Villavicencio notes that “We have uncovered the most serious corruption case in the past ten years, in April 2016. It involves massive corruption in the contracts made for modernizing the state-owned Esmeraldas refinery. A project that began 10 years ago, in 2007, with an estimated cost of USD $187 million, and almost a decade later, has reached a staggering cost of USD $2.2 billion.”
According to reports, there are around 20 people who are involved in the scheme. Among them: Carlos Pareja, the former Minister of Hydrocarbons, who has an arrest warrant, but is fugitive in Peru, and Ramiro Luque and Marianela Meza, who are “fugitives in Miami” and were private contractors who are linked to companies such as Odebrecht.

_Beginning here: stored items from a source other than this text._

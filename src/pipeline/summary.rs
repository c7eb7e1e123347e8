//! Human-readable session summary

use crate::pipeline::session::{ConversionSession, PublishStatus, SessionOutcome};
use std::fmt::Write;

/// Renders the end-of-session summary
///
/// # Arguments
///
/// * `session` - The finished session
/// * `max_errors` - How many item failures to list individually
pub fn render_summary(session: &ConversionSession, max_errors: usize) -> String {
    let mut out = String::new();

    let headline = match (session.outcome, session.dry_run) {
        (SessionOutcome::Completed, true) => "COMPLETED (dry-run - no files written)",
        (SessionOutcome::Completed, false) => "COMPLETED",
        (SessionOutcome::Degraded, _) => "DEGRADED (stopped early)",
        (SessionOutcome::Aborted, _) => "ABORTED (circuit breaker)",
    };
    let _ = writeln!(out, "=== Session Summary: {} ===\n", headline);

    let _ = writeln!(out, "Run:");
    let _ = writeln!(out, "  Mode: {}", session.mode);
    let _ = writeln!(out, "  Dates: {} to {}", session.start_date, session.end_date);
    if let Some(hash) = &session.config_hash {
        let _ = writeln!(out, "  Config hash: {}", hash);
    }
    if let Some(secs) = session.duration_secs() {
        let _ = writeln!(out, "  Duration: {:.1}s", secs);
    }
    let _ = writeln!(out);

    let _ = writeln!(out, "Items ({} planned):", session.planned);
    let _ = writeln!(out, "  Files downloaded: {}", session.fetched);
    let _ = writeln!(out, "  Files decompressed: {}", session.extracted);
    let _ = writeln!(out, "  Files parsed: {}", session.parsed);
    let _ = writeln!(out, "  Files converted: {}", session.converted);
    let _ = writeln!(out, "  CSV files created: {}", session.written);
    let _ = writeln!(out, "  CSV files skipped (existing): {}", session.skipped_existing);
    let _ = writeln!(out, "  Not available: {}", session.not_available);
    let _ = writeln!(out, "  Not attempted: {}", session.not_attempted);
    let _ = writeln!(out, "  Failed: {}", session.failed);
    let _ = writeln!(out, "  Rows: {}", session.rows);
    if session.races_skipped > 0 {
        let _ = writeln!(out, "  Races skipped while parsing: {}", session.races_skipped);
    }
    let _ = writeln!(out);

    match &session.publish {
        PublishStatus::NotAttempted => {}
        PublishStatus::Unchanged => {
            let _ = writeln!(out, "Publish: nothing to commit\n");
        }
        PublishStatus::Published { commit } => {
            let _ = writeln!(
                out,
                "Publish: SUCCESS (commit {})\n",
                commit.as_deref().unwrap_or("unknown")
            );
        }
        PublishStatus::Failed(reason) => {
            let _ = writeln!(out, "Publish: FAILED ({})\n", reason);
        }
    }

    if !session.errors.is_empty() {
        let _ = writeln!(out, "Errors ({}):", session.errors.len());
        for error in session.errors.iter().take(max_errors) {
            let _ = writeln!(
                out,
                "  - {} {} [{}] {}{}",
                error.date,
                error.kind,
                error.stage,
                error.message,
                if error.retry_count > 0 {
                    format!(" (after {} retries)", error.retry_count)
                } else {
                    String::new()
                }
            );
        }
        if session.errors.len() > max_errors {
            let _ = writeln!(out, "  ... and {} more", session.errors.len() - max_errors);
        }
        let _ = writeln!(out);
    }

    let _ = write!(out, "Exit code: {}", session.exit_code());
    out
}

/// Prints the session summary to stdout
pub fn print_summary(session: &ConversionSession, max_errors: usize) {
    println!("{}", render_summary(session, max_errors));
}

He referred to the two billion dollars that was discovered through wire transfers of small amounts to banks in Panama and other offshore bank accounts of Carlos Pareja and Álex Bravo. He also mentioned that contractors from Ecuador’s state oil company Petroecuador were involved.
He called attention to irregularities at the Esmeraldas Refinery, which occurred after the implementation of a discretionary system of direct contracting authorized by Correa in 2007 through an executive decree. The basis of this decree involved Petroecuador implementing a direct contracting process that was intended to eliminate the previous policy of accepting bids from international contractors.
The journalist said that “In Ecuador there is no bidding. All major projects are contracted directly by the authorities. In this case, the central responsibility rests on President Rafael Correa and on the candidate for the vice-presidency Jorge Glas Espinel, who manages strategic natural resource sectors, mainly the petroleum sector.”
The lack of bidding was brought to light through Villavicencio’s analysis of the approval of said contracts, in which authority ultimately rested with President Correa.
“One of the companies that is seriously involved is Warren Parsons International, a company headquartered in Delaware, that has been involved in inspections at the Esmeraldas refinery, and other refinery projects on Ecuador’s Pacific coast. All contracts were awarded with the signature and endorsement of this company, which has signed contracts for more than USD $340,000,000 with the Ecuadorian state. This company committed a very serious error, if you can call it an error, to have outsourced the audit, giving the work to an Ecuadorian company called Azul, owned by one of President Correa’s top advisers, Mónica Hernández de Phillips, and her husband William Phillips, an American citizen. Here you have a very serious conflict of interest.”
Regarding Galo Chiriboga Zambrano, who is the current Attorney General and was Minister of Hydrocarbons and president of the director of Petroecuador, Villavicencio said that “when corruption was discovered in the contracts for modernizing the Esmeraldas refinery, Galo Chiriboga is not investigating the bigwigs, the sharks, as we call them here. They are going after little fish and do not want to put the big ones in jail, because among them is the current Attorney General, as well as the vice president of the Republic and current candidate for the Vice Presidency, Jorge Glas Espinel, and even President Correa, creator of this system of no-bid contracting.”
Villavicencio concluded by stating that “there is no separation of powers in Ecuador. What the Attorney General’s office is doing is leaving behind a blanket of impunity to prevent the investigations from reaching the masterminds of the corruption at the highest level of government.”